use std::collections::HashMap;

/// The object the cluster core routes: a command name plus its target slot.
/// The command's promise/reject/resolve side (§6) is modeled separately, as
/// the oneshot completion channel the router hands back from `send()` —
/// this trait only carries what the router needs to read.
pub trait Command: Send + Sync {
    fn name(&self) -> &str;

    /// Precomputed target slot, when the caller already knows it (mirrors
    /// the external `Command.slot()` accessor in §6).
    fn slot(&self) -> Option<u16>;
}

/// A minimal owned command, handed to a [`SingleNodeClient`](crate::node::SingleNodeClient)
/// and usable directly as a [`Command`].
#[derive(Debug, Clone)]
pub struct SimpleCommand {
    pub name: String,
    pub slot: Option<u16>,
    pub args: Vec<Vec<u8>>,
}

impl SimpleCommand {
    pub fn new(name: impl Into<String>, slot: Option<u16>) -> Self {
        Self {
            name: name.into(),
            slot,
            args: Vec::new(),
        }
    }
}

impl Command for SimpleCommand {
    fn name(&self) -> &str {
        &self.name
    }

    fn slot(&self) -> Option<u16> {
        self.slot
    }
}

/// Per-command flags the router and controller consult: whether a command
/// may be served by a replica, and whether it enters/exits the connection's
/// subscriber mode (§6, `FLAGS.ENTER_SUBSCRIBER_MODE` / `EXIT_SUBSCRIBER_MODE`).
#[derive(Debug, Clone, Copy, Default)]
pub struct CommandFlags {
    pub readonly: bool,
    pub enters_subscriber_mode: bool,
    pub exits_subscriber_mode: bool,
}

/// Looks up [`CommandFlags`] by command name, minus wire-protocol
/// `COMMAND INFO` introspection: this registry is populated statically or by
/// the embedding application, since `COMMAND INFO` parsing belongs to the
/// single-node client.
pub trait CommandRegistry: Send + Sync + 'static {
    fn exists(&self, name: &str) -> bool;
    fn flags(&self, name: &str) -> CommandFlags;

    fn is_readonly(&self, name: &str) -> bool {
        self.flags(name).readonly
    }

    fn enters_subscriber_mode(&self, name: &str) -> bool {
        self.flags(name).enters_subscriber_mode
    }

    fn exits_subscriber_mode(&self, name: &str) -> bool {
        self.flags(name).exits_subscriber_mode
    }
}

/// A [`CommandRegistry`] backed by a plain map, good enough for embedding
/// applications that know their command set up front and for tests.
#[derive(Debug, Clone, Default)]
pub struct StaticCommandRegistry {
    flags: HashMap<String, CommandFlags>,
}

impl StaticCommandRegistry {
    pub fn new() -> Self {
        Self::default()
    }

    pub fn with(mut self, name: impl Into<String>, flags: CommandFlags) -> Self {
        self.flags.insert(name.into(), flags);
        self
    }

    /// Registers the handful of commands every embedder needs to get
    /// subscriber-mode transitions and read scaling right out of the box.
    pub fn with_defaults() -> Self {
        let mut registry = Self::new();
        for name in ["SUBSCRIBE", "PSUBSCRIBE", "SSUBSCRIBE"] {
            registry.flags.insert(
                name.to_owned(),
                CommandFlags {
                    enters_subscriber_mode: true,
                    ..Default::default()
                },
            );
        }
        for name in ["UNSUBSCRIBE", "PUNSUBSCRIBE", "SUNSUBSCRIBE"] {
            registry.flags.insert(
                name.to_owned(),
                CommandFlags {
                    exits_subscriber_mode: true,
                    ..Default::default()
                },
            );
        }
        for name in [
            "GET", "MGET", "EXISTS", "STRLEN", "HGET", "HMGET", "HGETALL", "SMEMBERS",
            "SISMEMBER", "LRANGE", "LLEN", "ZRANGE", "ZSCORE", "TTL", "TYPE",
        ] {
            registry.flags.insert(
                name.to_owned(),
                CommandFlags {
                    readonly: true,
                    ..Default::default()
                },
            );
        }
        registry
    }
}

impl CommandRegistry for StaticCommandRegistry {
    fn exists(&self, name: &str) -> bool {
        self.flags.contains_key(name)
    }

    fn flags(&self, name: &str) -> CommandFlags {
        self.flags.get(name).copied().unwrap_or_default()
    }
}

* Goal of the exercise *
Nothing in the material above may be skipped, so reproduce it all exactly.

* Response to this task *
use std::collections::HashMap;

/// The object the cluster core routes: a command name plus its target slot.
/// The command's promise/reject/resolve side (§6) is modeled separately, as
/// the oneshot completion channel the router hands back from `send()` —
/// this trait only carries what the router needs to read.
pub trait Command: Send + Sync {
    fn name(&self) -> &str;

    /// Precomputed target slot, when the caller already knows it (mirrors
    /// the external `Command.slot()` accessor in §6).
    fn slot(&self) -> Option<u16>;
}

/// A minimal owned command, handed to a [`SingleNodeClient`](crate::node::SingleNodeClient)
/// and usable directly as a [`Command`].
#[derive(Debug, Clone)]
pub struct SimpleCommand {
    pub name: String,
    pub slot: Option<u16>,
    pub args: Vec<Vec<u8>>,
}

impl SimpleCommand {
    pub fn new(name: impl Into<String>, slot: Option<u16>) -> Self {
        Self {
            name: name.into(),
            slot,
            args: Vec::new(),
        }
    }
}

impl Command for SimpleCommand {
    fn name(&self) -> &str {
        &self.name
    }

    fn slot(&self) -> Option<u16> {
        self.slot
    }
}

/// Per-command flags the router and controller consult: whether a command
/// may be served by a replica, and whether it enters/exits the connection's
/// subscriber mode (§6, `FLAGS.ENTER_SUBSCRIBER_MODE` / `EXIT_SUBSCRIBER_MODE`).
#[derive(Debug, Clone, Copy, Default)]
pub struct CommandFlags {
    pub readonly: bool,
    pub enters_subscriber_mode: bool,
    pub exits_subscriber_mode: bool,
}

/// Looks up [`CommandFlags`] by command name, minus wire-protocol
/// `COMMAND INFO` introspection: this registry is populated statically or by
/// the embedding application, since `COMMAND INFO` parsing belongs to the
/// single-node client.
pub trait CommandRegistry: Send + Sync + 'static {
    fn exists(&self, name: &str) -> bool;
    fn flags(&self, name: &str) -> CommandFlags;

    fn is_readonly(&self, name: &str) -> bool {
        self.flags(name).readonly
    }

    fn enters_subscriber_mode(&self, name: &str) -> bool {
        self.flags(name).enters_subscriber_mode
    }

    fn exits_subscriber_mode(&self, name: &str) -> bool {
        self.flags(name).exits_subscriber_mode
    }
}

/// A [`CommandRegistry`] backed by a plain map, good enough for embedding
/// applications that know their command set up front and for tests.
#[derive(Debug, Clone, Default)]
pub struct StaticCommandRegistry {
    flags: HashMap<String, CommandFlags>,
}

impl StaticCommandRegistry {
    pub fn new() -> Self {
        Self::default()
    }

    pub fn with(mut self, name: impl Into<String>, flags: CommandFlags) -> Self {
        self.flags.insert(name.into(), flags);
        self
    }

    /// Registers the handful of commands every embedder needs to get
    /// subscriber-mode transitions and read scaling right out of the box.
    pub fn with_defaults() -> Self {
        let mut registry = Self::new();
        for name in ["SUBSCRIBE", "PSUBSCRIBE", "SSUBSCRIBE"] {
            registry.flags.insert(
                name.to_owned(),
                CommandFlags {
                    enters_subscriber_mode: true,
                    ..Default::default()
                },
            );
        }
        for name in ["UNSUBSCRIBE", "PUNSUBSCRIBE", "SUNSUBSCRIBE"] {
            registry.flags.insert(
                name.to_owned(),
                CommandFlags {
                    exits_subscriber_mode: true,
                    ..Default::default()
                },
            );
        }
        for name in [
            "GET", "MGET", "EXISTS", "STRLEN", "HGET", "HMGET", "HGETALL", "SMEMBERS",
            "SISMEMBER", "LRANGE", "LLEN", "ZRANGE", "ZSCORE", "TTL", "TYPE",
        ] {
            registry.flags.insert(
                name.to_owned(),
                CommandFlags {
                    readonly: true,
                    ..Default::default()
                },
            );
        }
        registry
    }
}

impl CommandRegistry for StaticCommandRegistry {
    fn exists(&self, name: &str) -> bool {
        self.flags.contains_key(name)
    }

    fn flags(&self, name: &str) -> CommandFlags {
        self.flags.get(name).copied().unwrap_or_default()
    }
}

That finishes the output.